_Task to complete_
Below are the entries; give again exactly the lines from the one mentioning "pub mod api;" through the one mentioning "surfaces the contract", inclusive.

(Items listed in a dataset)
***
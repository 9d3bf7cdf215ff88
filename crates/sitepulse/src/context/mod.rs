//! Request-scoped context module.
//!
//! Provides `RequestContext` extractor that bundles request-scoped state
//! to complement application-scoped `AppState`.

mod extractor;
mod types;

pub use types::{RequestContext, RequestId};
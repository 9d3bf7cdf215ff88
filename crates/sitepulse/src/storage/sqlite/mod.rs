//! SQLite repositories built on the shared [`Database`](super::Database) handle.

mod analytics;
mod conversions;
mod error;
mod schema;
mod users;

pub use analytics::AnalyticsStore;
pub use error::map_sqlx_error;
pub use schema::CREATE_TABLES;
pub use users::UserStore;
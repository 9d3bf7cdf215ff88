use axum::{
    http::StatusCode,
    response::{IntoResponse, Response},
    Json,
};
use serde_json::json;
use sitepulse_core::notification::NotificationError;
use sitepulse_core::storage::{repository_error_to_status_code, RepositoryError};

/// Application error type that wraps `anyhow::Error`.
///
/// Repository and notification errors keep their status codes; anything
/// else is a 500.
pub struct AppError(pub anyhow::Error);

impl AppError {
    /// A 400 with the given message.
    pub fn bad_request(message: impl Into<String>) -> Self {
        Self(RepositoryError::InvalidData(message.into()).into())
    }

    fn status(&self) -> StatusCode {
        if let Some(repo_error) = self.0.downcast_ref::<RepositoryError>() {
            let code = repository_error_to_status_code(repo_error);
            return StatusCode::from_u16(code).unwrap_or(StatusCode::INTERNAL_SERVER_ERROR);
        }
        if let Some(notify_error) = self.0.downcast_ref::<NotificationError>() {
            if notify_error.is_client_error() {
                return StatusCode::BAD_REQUEST;
            }
        }
        StatusCode::INTERNAL_SERVER_ERROR
    }
}

impl IntoResponse for AppError {
    fn into_response(self) -> Response {
        let status = self.status();
        if status.is_server_error() {
            tracing::error!(error = %self.0, "Application error");
        }

        (status, Json(json!({ "error": self.0.to_string() }))).into_response()
    }
}

impl<E> From<E> for AppError
where
    E: Into<anyhow::Error>,
{
    fn from(err: E) -> Self {
        Self(err.into())
    }
}
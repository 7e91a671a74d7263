//! 2-D planar trilateration
//!
//! Locates an unknown point in the plane given three reference anchors and
//! the measured distance to each, via a closed-form two-circle intersection
//! in a local orthonormal basis. Degenerate anchor configurations are
//! detected with epsilon-tolerant checks and reported as typed errors.

pub mod core;
pub mod algorithms;
pub mod validation;
pub mod api;

// Re-export commonly used types
pub use crate::algorithms::trilateration::TrilaterationSolver;
pub use crate::api::report::SolveReport;
pub use crate::core::{AnchorSet, Point2D, RangeSet, DEFAULT_ANCHORS, SOLVER_EPSILON};
pub use crate::validation::error::SolveError;
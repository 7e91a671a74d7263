use serde::{Deserialize, Serialize};
use std::fmt;

/// Classified solver failures.
///
/// Every degeneracy is detected and reported as a distinct variant rather
/// than producing NaN or garbage output. All variants are recoverable by
/// the caller; none are fatal to the process, and retrying is pointless
/// because the computation is deterministic and pure.
#[derive(Debug, Clone, PartialEq, Serialize, Deserialize)]
pub enum SolveError {
    /// A supplied distance is non-positive or non-finite.
    InvalidRange { index: u8, value: f64 },
    /// An anchor coordinate is non-finite. Callers should have validated
    /// finiteness before invoking the solver; this surfaces the contract
    /// violation as a typed error instead of NaN output.
    InvalidAnchor { index: u8 },
    /// The first two anchors coincide, leaving no baseline to orient the
    /// local frame.
    DegenerateAnchors,
    /// All three anchors lie on a single line, so no orthogonal basis
    /// exists.
    CollinearAnchors,
    /// The secondary-axis projection is numerically zero, preventing a
    /// unique solution.
    DegenerateGeometry,
}

impl fmt::Display for SolveError {
    fn fmt(&self, f: &mut fmt::Formatter<'_>) -> fmt::Result {
        match self {
            SolveError::InvalidRange { index, value } => {
                write!(
                    f,
                    "range {} is invalid ({}): distances must be finite and strictly positive",
                    index, value
                )
            }
            SolveError::InvalidAnchor { index } => {
                write!(f, "anchor {} has a non-finite coordinate", index)
            }
            SolveError::DegenerateAnchors => {
                write!(f, "the first two anchors coincide: no baseline to build a local frame")
            }
            SolveError::CollinearAnchors => {
                write!(f, "the anchors are collinear: no unique position exists")
            }
            SolveError::DegenerateGeometry => {
                write!(f, "degenerate anchor geometry: the secondary axis projection vanishes")
            }
        }
    }
}

impl std::error::Error for SolveError {}
//! Core types and constants for planar trilateration

pub mod types;
pub mod constants;

pub use types::*;
pub use constants::*;
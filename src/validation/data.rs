//! Defensive input re-validation at the solver's trust boundary
//!
//! Callers are expected to reject missing, non-numeric or non-positive
//! input before invoking the solver, but the solver re-checks here before
//! any arithmetic so that bad values become typed errors instead of NaN
//! flowing through the geometry.

use crate::core::types::{AnchorSet, RangeSet};
use crate::validation::error::SolveError;

/// Every range must be finite and strictly positive.
pub fn check_ranges(ranges: &RangeSet) -> Result<(), SolveError> {
    for (index, value) in [(1u8, ranges.r1), (2, ranges.r2), (3, ranges.r3)] {
        if !value.is_finite() || value <= 0.0 {
            return Err(SolveError::InvalidRange { index, value });
        }
    }
    Ok(())
}

/// Every anchor coordinate must be finite. Coincidence and collinearity are
/// not checked here; the solver's epsilon-guarded basis construction is the
/// authoritative, tolerance-aware check for those.
pub fn check_anchors(anchors: &AnchorSet) -> Result<(), SolveError> {
    for (index, point) in [(1u8, anchors.p1), (2, anchors.p2), (3, anchors.p3)] {
        if !point.x.is_finite() || !point.y.is_finite() {
            return Err(SolveError::InvalidAnchor { index });
        }
    }
    Ok(())
}
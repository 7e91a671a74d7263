//! Result payload for the consumer side of the solver boundary
//!
//! The solver itself has no awareness of transport or presentation; this
//! module gives embedding callers the conventional payload shape: a
//! `success` flag with either the estimated coordinates or the specific
//! message for the error variant. Field names keep the historical wire
//! shape (`latitude` carries x, `longitude` carries y).

use serde::{Deserialize, Serialize};

use crate::core::types::Point2D;
use crate::validation::error::SolveError;

/// Serializable outcome of a solve call.
#[derive(Debug, Clone, PartialEq, Serialize, Deserialize)]
pub struct SolveReport {
    pub success: bool,
    #[serde(skip_serializing_if = "Option::is_none")]
    pub latitude: Option<f64>,
    #[serde(skip_serializing_if = "Option::is_none")]
    pub longitude: Option<f64>,
    #[serde(skip_serializing_if = "Option::is_none")]
    pub error: Option<String>,
}

impl SolveReport {
    pub fn success(point: Point2D) -> Self {
        Self {
            success: true,
            latitude: Some(point.x),
            longitude: Some(point.y),
            error: None,
        }
    }

    pub fn failure(error: &SolveError) -> Self {
        Self {
            success: false,
            latitude: None,
            longitude: None,
            error: Some(error.to_string()),
        }
    }

    pub fn from_result(result: &Result<Point2D, SolveError>) -> Self {
        match result {
            Ok(point) => Self::success(*point),
            Err(error) => Self::failure(error),
        }
    }

    /// Render the payload as a JSON string.
    pub fn to_json(&self) -> Result<String, serde_json::Error> {
        serde_json::to_string(self)
    }
}

impl From<Result<Point2D, SolveError>> for SolveReport {
    fn from(result: Result<Point2D, SolveError>) -> Self {
        Self::from_result(&result)
    }
}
***
_Response below_
pub mod api;

// Re-export commonly used types
pub use crate::algorithms::trilateration::TrilaterationSolver;
pub use crate::api::report::SolveReport;
pub use crate::core::{AnchorSet, Point2D, RangeSet, DEFAULT_ANCHORS, SOLVER_EPSILON};
pub use crate::validation::error::SolveError;
repository 7e91a671a74d7263
use serde::{Deserialize, Serialize};
use std::fmt;

/// Classified solver failures.
///
/// Every degeneracy is detected and reported as a distinct variant rather
/// than producing NaN or garbage output. All variants are recoverable by
/// the caller; none are fatal to the process, and retrying is pointless
/// because the computation is deterministic and pure.
#[derive(Debug, Clone, PartialEq, Serialize, Deserialize)]
pub enum SolveError {
    /// A supplied distance is non-positive or non-finite.
    InvalidRange { index: u8, value: f64 },
    /// An anchor coordinate is non-finite. Callers should have validated
    /// finiteness before invoking the solver; this surfaces the contract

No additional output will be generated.